→ **SOURCE DATA**:
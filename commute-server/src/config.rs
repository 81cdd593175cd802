//! Process configuration from environment variables.
//!
//! | Variable                | Default                          |
//! |-------------------------|----------------------------------|
//! | `LDBWS_AUTH`            | none (warns, Darwin calls fail)  |
//! | `LDBWS_BASE_URL`        | production LDBWS                 |
//! | `WEATHER_AUTH`          | none (warns, weather calls fail) |
//! | `WEATHER_BASE_URL`      | weatherapi.com v1                |
//! | `COMMUTE_LISTEN_ADDR`   | `127.0.0.1:3000`                 |
//! | `COMMUTE_NUM_ROWS`      | `10`                             |
//! | `COMMUTE_HORIZON_HOURS` | `1.0`                            |

use std::net::SocketAddr;

use tracing::warn;

use crate::darwin::{self, DarwinConfig};
use crate::timetable::TimetableConfig;
use crate::weather::{self, WeatherConfig};

const DEFAULT_LISTEN_ADDR: ([u8; 4], u16) = ([127, 0, 0, 1], 3000);

/// A variable was set to something unusable.
#[derive(Debug, thiserror::Error)]
#[error("{var}={value:?}: {reason}")]
pub struct ConfigError {
    pub var: &'static str,
    pub value: String,
    pub reason: String,
}

/// Everything read from the environment at startup.
#[derive(Debug, Clone)]
pub struct AppConfig {
    pub ldbws_auth: String,
    pub ldbws_base_url: String,
    pub weather_auth: String,
    pub weather_base_url: String,
    pub listen_addr: SocketAddr,
    pub timetable: TimetableConfig,
}

impl AppConfig {
    /// Read the process environment.
    pub fn from_env() -> Result<Self, ConfigError> {
        Self::from_lookup(|var| std::env::var(var).ok())
    }

    /// Read configuration through `lookup`, which returns a variable's value
    /// if set.
    pub fn from_lookup(lookup: impl Fn(&str) -> Option<String>) -> Result<Self, ConfigError> {
        let ldbws_auth = credential(&lookup, "LDBWS_AUTH");
        let weather_auth = credential(&lookup, "WEATHER_AUTH");

        let ldbws_base_url =
            lookup("LDBWS_BASE_URL").unwrap_or_else(|| darwin::DEFAULT_BASE_URL.to_string());
        let weather_base_url =
            lookup("WEATHER_BASE_URL").unwrap_or_else(|| weather::DEFAULT_BASE_URL.to_string());

        let listen_addr = parse_var::<SocketAddr>(&lookup, "COMMUTE_LISTEN_ADDR")?
            .unwrap_or(SocketAddr::from(DEFAULT_LISTEN_ADDR));

        let mut timetable = TimetableConfig::default();
        if let Some(num_rows) = parse_var::<u8>(&lookup, "COMMUTE_NUM_ROWS")? {
            if num_rows == 0 {
                return Err(ConfigError {
                    var: "COMMUTE_NUM_ROWS",
                    value: num_rows.to_string(),
                    reason: "must be at least 1".to_string(),
                });
            }
            timetable.num_rows = num_rows;
        }
        if let Some(horizon) = parse_var::<f64>(&lookup, "COMMUTE_HORIZON_HOURS")? {
            if !horizon.is_finite() || horizon < 0.0 {
                return Err(ConfigError {
                    var: "COMMUTE_HORIZON_HOURS",
                    value: horizon.to_string(),
                    reason: "must be a non-negative number of hours".to_string(),
                });
            }
            timetable.horizon_hours = horizon;
        }

        Ok(Self {
            ldbws_auth,
            ldbws_base_url,
            weather_auth,
            weather_base_url,
            listen_addr,
            timetable,
        })
    }

    pub fn darwin_config(&self) -> DarwinConfig {
        DarwinConfig::new(&self.ldbws_auth).with_base_url(&self.ldbws_base_url)
    }

    pub fn weather_config(&self) -> WeatherConfig {
        WeatherConfig::new(&self.weather_auth).with_base_url(&self.weather_base_url)
    }
}

fn credential(lookup: &impl Fn(&str) -> Option<String>, var: &'static str) -> String {
    lookup(var).unwrap_or_else(|| {
        warn!(var, "credential not set, API calls will fail");
        String::new()
    })
}

fn parse_var<T>(
    lookup: &impl Fn(&str) -> Option<String>,
    var: &'static str,
) -> Result<Option<T>, ConfigError>
where
    T: std::str::FromStr,
    T::Err: std::fmt::Display,
{
    lookup(var)
        .map(|value| {
            value.trim().parse().map_err(|e: T::Err| ConfigError {
                var,
                reason: e.to_string(),
                value,
            })
        })
        .transpose()
}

→ **WHAT IS BEING ASKED**:
In the data above, find each line that has the word "credential" and copy it out.

→ **EXERCISE RESULT**:
        let ldbws_auth = credential(&lookup, "LDBWS_AUTH");
        let weather_auth = credential(&lookup, "WEATHER_AUTH");
fn credential(lookup: &impl Fn(&str) -> Option<String>, var: &'static str) -> String {
        warn!(var, "credential not set, API calls will fail");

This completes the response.